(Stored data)
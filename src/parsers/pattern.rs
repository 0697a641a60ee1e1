use once_cell::sync::Lazy;
use regex::Regex;
use tracing::debug;

use super::{ParseOutcome, ParseResult, ParserTier, SamlParser};
use crate::model::saml_response::SamlResponse;

static REQUEST: Lazy<Regex> =
    Lazy::new(|| Regex::new(r"<(?:[\w.-]+:)?\w*Request\b").unwrap());
static RESPONSE: Lazy<Regex> = Lazy::new(|| Regex::new(r"<(?:[\w.-]+:)?Response\b").unwrap());
static ENCRYPTED: Lazy<Regex> =
    Lazy::new(|| Regex::new(r"<(?:[\w.-]+:)?EncryptedAssertion\b").unwrap());

static ISSUER: Lazy<Regex> = Lazy::new(|| element_text("Issuer"));
static AUDIENCE: Lazy<Regex> = Lazy::new(|| element_text("Audience"));
static CERTIFICATE: Lazy<Regex> = Lazy::new(|| element_text("X509Certificate"));
static NAME_ID: Lazy<Regex> = Lazy::new(|| {
    Regex::new(r"(?s)<(?:[\w.-]+:)?NameID\b([^>]*)>\s*([^<]+?)\s*</").unwrap()
});
static DESTINATION: Lazy<Regex> = Lazy::new(|| {
    Regex::new(r#"<(?:[\w.-]+:)?Response\b[^>]*?\sDestination\s*=\s*"([^"]*)""#).unwrap()
});
static RECIPIENT: Lazy<Regex> =
    Lazy::new(|| Regex::new(r#"\sRecipient\s*=\s*"([^"]*)""#).unwrap());
static FORMAT: Lazy<Regex> = Lazy::new(|| Regex::new(r#"\sFormat\s*=\s*"([^"]*)""#).unwrap());
static ATTRIBUTE: Lazy<Regex> = Lazy::new(|| {
    Regex::new(
        r"(?s)<(?:[\w.-]+:)?Attribute\b([^>]*?)(?:/>|>(.*?)</(?:[\w.-]+:)?Attribute>)",
    )
    .unwrap()
});
static ATTRIBUTE_NAME: Lazy<Regex> =
    Lazy::new(|| Regex::new(r#"\sName\s*=\s*"([^"]*)""#).unwrap());
static ATTRIBUTE_VALUE: Lazy<Regex> = Lazy::new(|| element_text("AttributeValue"));

fn element_text(local: &str) -> Regex {
    Regex::new(&format!(
        r"(?s)<(?:[\w.-]+:)?{}\b[^>]*>\s*([^<]*?)\s*</",
        local
    ))
    .unwrap()
}

/// Last-resort parser that pattern-matches fields out of the raw text.
///
/// It never fails outright: a document with nothing recognizable yields a
/// [`SamlResponse`] without values.
#[derive(Debug, Default, Clone, Copy)]
pub struct PatternParser;

impl SamlParser for PatternParser {
    fn tier(&self) -> ParserTier {
        ParserTier::Regex
    }

    fn parse(&self, xml: &str) -> ParseResult {
        if REQUEST.is_match(xml) && !RESPONSE.is_match(xml) {
            return ParseResult::new(ParseOutcome::IsARequest);
        }
        if ENCRYPTED.is_match(xml) {
            return ParseResult::new(ParseOutcome::EncryptedResponse);
        }

        let mut saml = SamlResponse::default();
        fill_capture(&mut saml.issuer, &ISSUER, xml, 1);
        fill_capture(&mut saml.audience, &AUDIENCE, xml, 1);
        fill_capture(&mut saml.certificate, &CERTIFICATE, xml, 1);
        fill_capture(&mut saml.acs, &DESTINATION, xml, 1);
        fill_capture(&mut saml.acs, &RECIPIENT, xml, 1);

        if let Some(caps) = NAME_ID.captures(xml) {
            SamlResponse::fill(&mut saml.name_id, &unescape(&caps[2]));
            fill_capture(&mut saml.name_id_format, &FORMAT, &caps[1], 1);
        }

        for caps in ATTRIBUTE.captures_iter(xml) {
            let Some(name) = ATTRIBUTE_NAME.captures(&caps[1]) else {
                continue;
            };
            let name = unescape(&name[1]);
            let Some(body) = caps.get(2) else {
                continue;
            };
            for value in ATTRIBUTE_VALUE.captures_iter(body.as_str()) {
                if !value[1].is_empty() {
                    saml.push_attribute(&name, unescape(&value[1]));
                }
            }
        }

        debug!(found_values = saml.found_any_values(), "regex parser finished");
        ParseResult::new(ParseOutcome::Success(saml))
    }
}

fn fill_capture(slot: &mut Option<String>, re: &Regex, haystack: &str, group: usize) {
    if let Some(m) = re.captures(haystack).and_then(|c| c.get(group)) {
        SamlResponse::fill(slot, &unescape(m.as_str()));
    }
}

fn unescape(raw: &str) -> String {
    quick_xml::escape::unescape(raw)
        .map(|s| s.into_owned())
        .unwrap_or_else(|_| raw.to_string())
}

### Brief
Which lines in the records above contain the string "slot"? Copy them.

### Written solution
fn fill_capture(slot: &mut Option<String>, re: &Regex, haystack: &str, group: usize) {
        SamlResponse::fill(slot, &unescape(m.as_str()));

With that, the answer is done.